Exercise aim: Nothing but the lines below between the line holding "let mut rows" and the line holding "labels.push(label);", inclusive, should appear in the answer, each set down exactly.

Information provided:
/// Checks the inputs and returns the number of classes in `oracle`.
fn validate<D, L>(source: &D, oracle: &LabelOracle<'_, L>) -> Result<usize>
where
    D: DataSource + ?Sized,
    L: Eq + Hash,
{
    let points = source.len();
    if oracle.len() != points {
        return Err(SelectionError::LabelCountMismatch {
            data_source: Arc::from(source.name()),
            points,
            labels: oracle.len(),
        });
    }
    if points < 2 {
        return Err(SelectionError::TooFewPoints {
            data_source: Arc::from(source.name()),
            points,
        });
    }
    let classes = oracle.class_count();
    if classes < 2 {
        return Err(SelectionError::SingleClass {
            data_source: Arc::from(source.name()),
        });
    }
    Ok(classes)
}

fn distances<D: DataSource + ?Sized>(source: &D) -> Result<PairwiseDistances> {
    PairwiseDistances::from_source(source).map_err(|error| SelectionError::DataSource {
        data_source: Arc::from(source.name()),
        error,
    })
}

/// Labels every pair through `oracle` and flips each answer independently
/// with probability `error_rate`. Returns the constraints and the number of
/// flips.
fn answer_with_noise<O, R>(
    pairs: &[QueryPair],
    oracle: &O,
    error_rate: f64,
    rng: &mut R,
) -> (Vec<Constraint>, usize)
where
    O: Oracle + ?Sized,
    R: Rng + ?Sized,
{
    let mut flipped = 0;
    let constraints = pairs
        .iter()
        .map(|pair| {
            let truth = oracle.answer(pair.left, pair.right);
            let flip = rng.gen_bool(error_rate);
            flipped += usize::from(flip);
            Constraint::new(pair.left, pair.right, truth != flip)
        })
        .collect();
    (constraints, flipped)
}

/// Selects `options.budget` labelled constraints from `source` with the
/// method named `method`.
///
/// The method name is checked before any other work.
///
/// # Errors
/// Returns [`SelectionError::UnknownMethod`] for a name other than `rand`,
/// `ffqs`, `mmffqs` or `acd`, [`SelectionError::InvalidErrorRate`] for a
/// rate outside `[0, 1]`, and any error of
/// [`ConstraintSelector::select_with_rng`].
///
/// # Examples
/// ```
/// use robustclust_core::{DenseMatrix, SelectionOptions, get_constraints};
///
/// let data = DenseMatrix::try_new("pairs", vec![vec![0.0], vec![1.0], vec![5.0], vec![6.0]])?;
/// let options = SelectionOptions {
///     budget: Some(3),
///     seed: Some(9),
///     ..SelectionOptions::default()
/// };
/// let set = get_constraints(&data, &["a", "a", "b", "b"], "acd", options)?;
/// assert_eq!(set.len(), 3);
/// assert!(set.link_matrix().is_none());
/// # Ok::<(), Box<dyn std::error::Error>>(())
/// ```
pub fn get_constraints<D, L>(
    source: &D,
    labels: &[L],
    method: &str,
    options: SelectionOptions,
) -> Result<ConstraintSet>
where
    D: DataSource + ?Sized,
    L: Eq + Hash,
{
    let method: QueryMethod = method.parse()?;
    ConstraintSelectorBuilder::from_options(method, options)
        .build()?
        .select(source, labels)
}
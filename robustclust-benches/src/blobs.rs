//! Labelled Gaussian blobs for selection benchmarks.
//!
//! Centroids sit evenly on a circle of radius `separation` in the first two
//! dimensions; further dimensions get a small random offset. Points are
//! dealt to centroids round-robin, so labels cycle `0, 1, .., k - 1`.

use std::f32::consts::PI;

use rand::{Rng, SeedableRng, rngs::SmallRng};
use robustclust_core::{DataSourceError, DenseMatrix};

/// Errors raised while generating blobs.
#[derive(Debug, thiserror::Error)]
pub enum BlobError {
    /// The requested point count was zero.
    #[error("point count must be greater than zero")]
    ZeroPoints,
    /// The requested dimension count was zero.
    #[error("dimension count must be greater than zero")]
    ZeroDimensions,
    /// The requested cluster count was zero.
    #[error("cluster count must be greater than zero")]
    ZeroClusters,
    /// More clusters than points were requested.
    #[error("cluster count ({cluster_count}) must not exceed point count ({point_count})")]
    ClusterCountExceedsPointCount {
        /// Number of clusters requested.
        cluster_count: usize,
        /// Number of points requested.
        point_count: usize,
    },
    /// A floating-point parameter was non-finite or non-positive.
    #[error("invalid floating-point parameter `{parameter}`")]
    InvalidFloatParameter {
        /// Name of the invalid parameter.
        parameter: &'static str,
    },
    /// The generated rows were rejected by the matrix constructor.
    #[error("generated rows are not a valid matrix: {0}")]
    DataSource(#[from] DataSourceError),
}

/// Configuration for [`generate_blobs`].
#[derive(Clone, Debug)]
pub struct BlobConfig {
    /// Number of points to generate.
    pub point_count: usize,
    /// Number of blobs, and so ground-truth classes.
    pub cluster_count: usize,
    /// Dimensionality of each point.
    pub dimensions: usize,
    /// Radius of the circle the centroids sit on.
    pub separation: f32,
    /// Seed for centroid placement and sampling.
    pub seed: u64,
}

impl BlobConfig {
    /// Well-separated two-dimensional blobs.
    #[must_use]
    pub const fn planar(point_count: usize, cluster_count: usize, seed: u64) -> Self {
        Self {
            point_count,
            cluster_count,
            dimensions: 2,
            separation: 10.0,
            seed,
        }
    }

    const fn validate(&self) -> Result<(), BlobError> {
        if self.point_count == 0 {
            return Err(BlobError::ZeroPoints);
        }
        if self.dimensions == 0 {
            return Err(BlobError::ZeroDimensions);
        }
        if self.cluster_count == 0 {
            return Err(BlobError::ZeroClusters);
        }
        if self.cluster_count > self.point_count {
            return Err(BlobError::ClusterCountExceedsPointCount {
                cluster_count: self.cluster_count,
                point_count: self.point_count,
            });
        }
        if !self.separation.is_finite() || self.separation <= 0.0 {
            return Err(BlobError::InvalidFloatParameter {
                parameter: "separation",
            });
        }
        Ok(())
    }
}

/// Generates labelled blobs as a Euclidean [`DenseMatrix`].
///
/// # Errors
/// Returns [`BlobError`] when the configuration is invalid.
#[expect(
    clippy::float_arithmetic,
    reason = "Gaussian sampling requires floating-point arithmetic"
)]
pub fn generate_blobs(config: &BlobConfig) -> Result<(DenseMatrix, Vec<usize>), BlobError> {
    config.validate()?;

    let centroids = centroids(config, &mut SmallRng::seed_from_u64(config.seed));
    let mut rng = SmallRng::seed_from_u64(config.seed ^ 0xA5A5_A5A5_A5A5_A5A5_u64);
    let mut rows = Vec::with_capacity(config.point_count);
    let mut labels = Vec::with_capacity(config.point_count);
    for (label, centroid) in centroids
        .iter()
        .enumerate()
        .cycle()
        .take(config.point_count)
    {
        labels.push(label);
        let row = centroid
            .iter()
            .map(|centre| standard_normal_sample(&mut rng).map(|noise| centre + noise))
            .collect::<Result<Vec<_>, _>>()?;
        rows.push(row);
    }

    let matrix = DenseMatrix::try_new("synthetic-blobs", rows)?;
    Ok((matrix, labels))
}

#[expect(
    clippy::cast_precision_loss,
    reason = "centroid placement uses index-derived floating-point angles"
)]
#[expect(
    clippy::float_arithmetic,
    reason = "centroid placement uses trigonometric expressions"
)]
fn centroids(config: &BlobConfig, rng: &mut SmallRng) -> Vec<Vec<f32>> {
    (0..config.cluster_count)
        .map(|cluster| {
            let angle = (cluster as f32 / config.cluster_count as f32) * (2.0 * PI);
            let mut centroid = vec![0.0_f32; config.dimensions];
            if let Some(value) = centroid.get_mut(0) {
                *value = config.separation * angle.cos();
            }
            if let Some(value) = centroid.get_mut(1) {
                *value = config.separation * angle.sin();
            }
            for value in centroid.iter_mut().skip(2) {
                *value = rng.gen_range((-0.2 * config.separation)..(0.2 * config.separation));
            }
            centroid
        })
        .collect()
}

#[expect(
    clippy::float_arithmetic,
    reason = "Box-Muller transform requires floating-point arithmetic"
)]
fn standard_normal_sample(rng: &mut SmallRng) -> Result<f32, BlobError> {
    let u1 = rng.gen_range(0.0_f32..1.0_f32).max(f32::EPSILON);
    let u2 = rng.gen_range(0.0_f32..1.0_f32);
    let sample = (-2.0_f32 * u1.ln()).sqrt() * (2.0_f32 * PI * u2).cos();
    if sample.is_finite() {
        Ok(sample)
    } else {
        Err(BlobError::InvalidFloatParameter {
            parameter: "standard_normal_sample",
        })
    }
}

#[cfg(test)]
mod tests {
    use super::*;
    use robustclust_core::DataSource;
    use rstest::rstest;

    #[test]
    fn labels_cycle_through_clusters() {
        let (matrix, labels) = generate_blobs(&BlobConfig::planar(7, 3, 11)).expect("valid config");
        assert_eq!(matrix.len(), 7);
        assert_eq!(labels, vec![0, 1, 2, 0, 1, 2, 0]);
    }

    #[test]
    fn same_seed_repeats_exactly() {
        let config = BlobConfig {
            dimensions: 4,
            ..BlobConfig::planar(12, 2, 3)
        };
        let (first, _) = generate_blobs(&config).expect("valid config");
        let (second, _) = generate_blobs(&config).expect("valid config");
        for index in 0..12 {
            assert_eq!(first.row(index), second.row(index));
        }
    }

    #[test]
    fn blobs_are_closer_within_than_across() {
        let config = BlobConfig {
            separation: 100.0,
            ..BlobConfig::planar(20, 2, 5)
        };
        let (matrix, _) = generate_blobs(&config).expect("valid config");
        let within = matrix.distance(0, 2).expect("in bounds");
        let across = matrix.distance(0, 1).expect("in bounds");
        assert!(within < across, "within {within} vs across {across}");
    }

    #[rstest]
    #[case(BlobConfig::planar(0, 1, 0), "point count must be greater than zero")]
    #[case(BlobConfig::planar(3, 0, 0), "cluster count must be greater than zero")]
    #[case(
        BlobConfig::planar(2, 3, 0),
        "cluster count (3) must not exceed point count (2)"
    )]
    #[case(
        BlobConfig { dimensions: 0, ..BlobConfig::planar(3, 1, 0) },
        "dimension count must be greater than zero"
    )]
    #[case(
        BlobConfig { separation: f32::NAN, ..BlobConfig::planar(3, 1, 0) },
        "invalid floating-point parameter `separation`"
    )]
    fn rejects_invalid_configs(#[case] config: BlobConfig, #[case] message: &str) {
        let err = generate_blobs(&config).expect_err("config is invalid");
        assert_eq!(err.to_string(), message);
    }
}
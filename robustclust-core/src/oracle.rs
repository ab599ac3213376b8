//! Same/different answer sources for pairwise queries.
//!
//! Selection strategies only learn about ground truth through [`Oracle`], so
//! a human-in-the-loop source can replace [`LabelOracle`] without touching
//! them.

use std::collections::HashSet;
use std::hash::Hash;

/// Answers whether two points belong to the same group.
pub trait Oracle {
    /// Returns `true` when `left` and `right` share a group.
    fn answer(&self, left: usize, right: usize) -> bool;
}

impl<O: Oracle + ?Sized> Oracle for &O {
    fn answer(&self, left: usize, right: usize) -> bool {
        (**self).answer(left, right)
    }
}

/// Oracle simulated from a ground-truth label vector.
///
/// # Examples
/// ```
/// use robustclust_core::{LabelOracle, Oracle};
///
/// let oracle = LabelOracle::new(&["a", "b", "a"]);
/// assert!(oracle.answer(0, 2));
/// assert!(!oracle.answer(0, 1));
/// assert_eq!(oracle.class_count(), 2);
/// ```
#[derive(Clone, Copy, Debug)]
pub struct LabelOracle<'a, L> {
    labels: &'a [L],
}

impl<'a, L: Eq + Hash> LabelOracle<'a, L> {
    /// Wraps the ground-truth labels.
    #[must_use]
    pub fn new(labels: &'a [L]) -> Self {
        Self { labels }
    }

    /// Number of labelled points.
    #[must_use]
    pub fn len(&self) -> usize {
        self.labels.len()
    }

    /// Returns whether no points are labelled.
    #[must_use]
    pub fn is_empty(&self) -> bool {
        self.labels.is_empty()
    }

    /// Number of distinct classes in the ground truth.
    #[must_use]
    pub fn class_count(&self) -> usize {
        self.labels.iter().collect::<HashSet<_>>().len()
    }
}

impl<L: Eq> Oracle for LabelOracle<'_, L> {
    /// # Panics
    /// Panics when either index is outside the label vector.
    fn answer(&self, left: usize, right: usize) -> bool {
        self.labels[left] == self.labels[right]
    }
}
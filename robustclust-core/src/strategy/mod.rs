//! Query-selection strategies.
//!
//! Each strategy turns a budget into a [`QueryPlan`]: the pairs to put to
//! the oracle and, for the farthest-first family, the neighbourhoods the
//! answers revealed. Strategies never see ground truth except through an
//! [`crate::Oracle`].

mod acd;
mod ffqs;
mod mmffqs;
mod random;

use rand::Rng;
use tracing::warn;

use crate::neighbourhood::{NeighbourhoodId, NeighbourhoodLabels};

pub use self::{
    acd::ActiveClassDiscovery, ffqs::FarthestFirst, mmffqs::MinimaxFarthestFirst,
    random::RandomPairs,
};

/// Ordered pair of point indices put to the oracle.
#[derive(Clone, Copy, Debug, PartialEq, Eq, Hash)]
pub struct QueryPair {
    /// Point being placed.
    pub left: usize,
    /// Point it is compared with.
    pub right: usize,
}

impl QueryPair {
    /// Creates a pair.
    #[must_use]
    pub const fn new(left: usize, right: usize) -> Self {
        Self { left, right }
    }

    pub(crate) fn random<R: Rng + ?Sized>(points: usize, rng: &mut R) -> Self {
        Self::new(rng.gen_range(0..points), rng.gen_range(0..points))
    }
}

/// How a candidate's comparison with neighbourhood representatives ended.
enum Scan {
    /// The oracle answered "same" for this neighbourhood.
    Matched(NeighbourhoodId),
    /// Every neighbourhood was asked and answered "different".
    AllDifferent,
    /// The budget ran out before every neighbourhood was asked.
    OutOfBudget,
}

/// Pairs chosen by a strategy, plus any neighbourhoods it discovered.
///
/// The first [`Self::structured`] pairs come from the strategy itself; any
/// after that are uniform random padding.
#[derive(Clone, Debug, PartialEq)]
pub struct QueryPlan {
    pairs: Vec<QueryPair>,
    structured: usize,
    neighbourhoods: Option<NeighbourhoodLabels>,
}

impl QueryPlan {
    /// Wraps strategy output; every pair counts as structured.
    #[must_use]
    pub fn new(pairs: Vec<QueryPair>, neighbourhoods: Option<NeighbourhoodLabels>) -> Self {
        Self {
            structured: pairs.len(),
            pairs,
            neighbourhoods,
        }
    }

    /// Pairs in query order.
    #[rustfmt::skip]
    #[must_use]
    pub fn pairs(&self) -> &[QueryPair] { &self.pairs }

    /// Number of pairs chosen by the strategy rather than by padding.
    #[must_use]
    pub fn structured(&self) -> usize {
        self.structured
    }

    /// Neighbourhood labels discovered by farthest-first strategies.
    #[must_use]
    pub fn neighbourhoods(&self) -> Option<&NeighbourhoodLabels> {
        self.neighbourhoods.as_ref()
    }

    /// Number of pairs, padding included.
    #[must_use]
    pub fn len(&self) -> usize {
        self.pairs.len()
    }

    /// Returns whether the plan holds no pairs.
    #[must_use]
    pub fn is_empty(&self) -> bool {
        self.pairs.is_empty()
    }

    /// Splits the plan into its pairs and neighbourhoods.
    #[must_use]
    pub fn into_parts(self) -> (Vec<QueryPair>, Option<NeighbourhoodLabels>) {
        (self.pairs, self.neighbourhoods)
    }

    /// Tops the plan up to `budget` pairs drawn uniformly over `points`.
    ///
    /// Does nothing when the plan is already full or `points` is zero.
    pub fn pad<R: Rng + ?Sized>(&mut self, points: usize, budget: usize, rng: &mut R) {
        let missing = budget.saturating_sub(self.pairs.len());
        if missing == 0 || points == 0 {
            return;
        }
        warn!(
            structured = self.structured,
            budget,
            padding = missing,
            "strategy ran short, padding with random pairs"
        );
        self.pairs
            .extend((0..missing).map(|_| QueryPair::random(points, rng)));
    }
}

Response to this task:
    let mut rows = Vec::with_capacity(config.point_count);
    let mut labels = Vec::with_capacity(config.point_count);
    for (label, centroid) in centroids
        .iter()
        .enumerate()
        .cycle()
        .take(config.point_count)
    {
        labels.push(label);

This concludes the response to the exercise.